Concepedia

Publication | Open Access

Metabolite Profiling Identifies Pathways Associated With Metabolic Risk in Humans

583

Citations

37

References

2012

Year

TLDR

Metabolic risk factors cluster in individuals prone to diabetes and cardiovascular disease, yet the underlying biological mechanisms remain poorly understood. The study sought to identify cardiometabolic risk pathways by measuring 45 plasma metabolites with LC‑MS in the Framingham Heart Study and Malmö Diet and Cancer Study. Significant metabolite associations were examined in experimental cardiovascular and metabolic disease models. Metabolic risk factors were linked to multiple metabolites, especially glutamine and glutamate, with higher glutamine‑to‑glutamate ratios associated with lower diabetes risk and improved glucose tolerance and blood pressure in mice.

Abstract

Although metabolic risk factors are known to cluster in individuals who are prone to developing diabetes mellitus and cardiovascular disease, the underlying biological mechanisms remain poorly understood.To identify pathways associated with cardiometabolic risk, we used liquid chromatography/mass spectrometry to determine the plasma concentrations of 45 distinct metabolites and to examine their relation to cardiometabolic risk in the Framingham Heart Study (FHS; n=1015) and the Malmö Diet and Cancer Study (MDC; n=746). We then interrogated significant findings in experimental models of cardiovascular and metabolic disease. We observed that metabolic risk factors (obesity, insulin resistance, high blood pressure, and dyslipidemia) were associated with multiple metabolites, including branched-chain amino acids, other hydrophobic amino acids, tryptophan breakdown products, and nucleotide metabolites. We observed strong associations of insulin resistance traits with glutamine (standardized regression coefficients, -0.04 to -0.22 per 1-SD change in log-glutamine; P<0.001), glutamate (0.05 to 0.14; P<0.001), and the glutamine-to-glutamate ratio (-0.05 to -0.20; P<0.001) in the discovery sample (FHS); similar associations were observed in the replication sample (MDC).
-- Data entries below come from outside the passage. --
use std::sync::Arc;

use clap::Parser;
use color_eyre::Result;
use tracing::{info, warn};
use tracing_appender::non_blocking::WorkerGuard;
use tracing_subscriber::{layer::SubscriberExt, util::SubscriberInitExt};

use crate::app::App;
use crate::cluster::KubeClient;
use crate::config::KeyResolver;

mod app;
mod cli;
mod cluster;
mod commands;
mod config;
mod logs;
mod message;
mod state;
mod theme;
mod tui;
mod ui;

#[tokio::main]
async fn main() -> Result<()> {
    color_eyre::install()?;
    let _guard = initialize_logging()?;
    info!("Starting kubedash");

    if rustls::crypto::ring::default_provider()
        .install_default()
        .is_err()
    {
        warn!("A rustls crypto provider was already installed");
    }

    let args = cli::Args::parse();

    let mut config = config::load()?;
    config.apply_cli_args(&args);
    info!(
        config_dir = ?config::config_dir(),
        namespace = %config.cluster.namespace,
        selector = %config.cluster.selector,
        "Loaded configuration"
    );
    let config = Arc::new(config);

    let client = KubeClient::connect(&config.cluster).await?;
    let resolver = Arc::new(KeyResolver::new(Arc::new(config.keybindings.clone())));
    let theme = theme::theme_from_name(&config.theme.name);

    let mut app = App::new(Arc::new(client), config, resolver, theme);
    app.run().await?;

    Ok(())
}

fn initialize_logging() -> Result<WorkerGuard> {
    let directory = dirs::data_local_dir().map_or_else(
        || std::path::PathBuf::from("logs"),
        |path| path.join("kubedash").join("logs"),
    );
    std::fs::create_dir_all(&directory)?;

    let file_appender = tracing_appender::rolling::daily(&directory, "kubedash.log");
    let (non_blocking, guard) = tracing_appender::non_blocking(file_appender);

    tracing_subscriber::registry()
        .with(tracing_subscriber::EnvFilter::from_default_env())
        .with(
            tracing_subscriber::fmt::layer()
                .with_writer(non_blocking)
                .with_ansi(false)
                .with_file(true)
                .with_line_number(true)
                .with_thread_ids(true),
        )
        .init();

    Ok(guard)
}
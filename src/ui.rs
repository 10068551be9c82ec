//! Rendering and input components.
//!
//! [`dashboard::render`] is the renderer: a pure projection of the
//! application state onto a frame. Components own only view-local state such
//! as list cursors and panel focus.

pub mod components;
pub mod dashboard;
mod error_view;
mod hint_bar;
mod log_panel;

use crossterm::event::KeyEvent;

pub use color_eyre::Result;

pub use components::ResourceListEvent;
pub use dashboard::DashboardView;

/// Result of handling an input event.
///
/// This enum represents the three possible outcomes of handling an input event:
/// - `Ignored` - The handler didn't recognize or handle this input
/// - `Consumed` - The input was handled but produced no message, the input will not be propagated further
/// - `Event(E)` - The input was handled and produced a message, the input will not be propagated further
#[derive(Debug, Clone, PartialEq, Eq)]
pub enum EventResult<E> {
    /// Input was not handled, parent should process it.
    Ignored,
    /// Input was consumed but produced no event.
    Consumed,
    /// Input was consumed and produced an event.
    Event(E),
}

impl<E> EventResult<E> {
    /// Returns true if the input was consumed (either with or without an event).
    pub const fn is_consumed(&self) -> bool {
        !matches!(self, Self::Ignored)
    }
}

impl<E> From<E> for EventResult<E> {
    fn from(event: E) -> Self {
        Self::Event(event)
    }
}

/// Interactive UI building block.
///
/// Components handle input and keep view-local state; they never touch the
/// application state.
pub trait Component {
    /// The output type produced by this component.
    type Output;

    /// Handle a key event.
    ///
    /// Returns `Ok(EventResult::...)` where:
    /// - `Ignored` - key was not handled, parent should process it
    /// - `Consumed` - key was handled but produced no output
    /// - `Event(output)` - key was handled and produced an output
    fn handle_key(&mut self, key: KeyEvent) -> Result<EventResult<Self::Output>>;
}
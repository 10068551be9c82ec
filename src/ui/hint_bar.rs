use ratatui::Frame;
use ratatui::layout::Rect;
use ratatui::style::Style;
use ratatui::text::{Line, Span};
use ratatui::widgets::Paragraph;

use crate::config::{GlobalAction, KeyResolver, LogAction, NavAction};
use crate::theme::Theme;

struct Hint {
    key: String,
    description: &'static str,
}

impl Hint {
    const fn new(key: String, description: &'static str) -> Self {
        Self { key, description }
    }
}

fn hints(resolver: &KeyResolver) -> Vec<Hint> {
    vec![
        Hint::new(resolver.display_logs(LogAction::Select), "View logs"),
        Hint::new(resolver.display_logs(LogAction::Clear), "Clear"),
        Hint::new(
            format!(
                "{}/{}",
                resolver.display_nav(NavAction::Up),
                resolver.display_nav(NavAction::Down)
            ),
            "Navigate",
        ),
        Hint::new(resolver.display_global(GlobalAction::FocusNext), "Next panel"),
        Hint::new(resolver.display_global(GlobalAction::Refresh), "Refresh"),
        Hint::new(resolver.display_global(GlobalAction::Quit), "Quit"),
    ]
}

/// One-line summary of the configured keybindings.
pub fn render(frame: &mut Frame, area: Rect, resolver: &KeyResolver, theme: &Theme) {
    let mut spans = Vec::new();
    for (i, hint) in hints(resolver).into_iter().enumerate() {
        if i > 0 {
            spans.push(Span::styled(" │ ", Style::default().fg(theme.surface1)));
        }
        spans.push(Span::styled(hint.key, Style::default().fg(theme.key())));
        spans.push(Span::raw(" "));
        spans.push(Span::styled(hint.description, Style::default().fg(theme.subtext0)));
    }

    frame.render_widget(Paragraph::new(Line::from(spans)), area);
}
High glutamine-to-glutamate ratio was associated with lower risk of incident diabetes mellitus in FHS (odds ratio, 0.79; adjusted P=0.03) but not in MDC. In experimental models, administration of glutamine in mice led to both increased glucose tolerance (P=0.01) and decreased blood pressure (P<0.05).Biochemical profiling identified circulating metabolites not previously associated with metabolic traits. Experimentally interrogating one of these pathways demonstrated that excess glutamine relative to glutamate, resulting from exogenous administration, is associated with reduced metabolic risk in mice.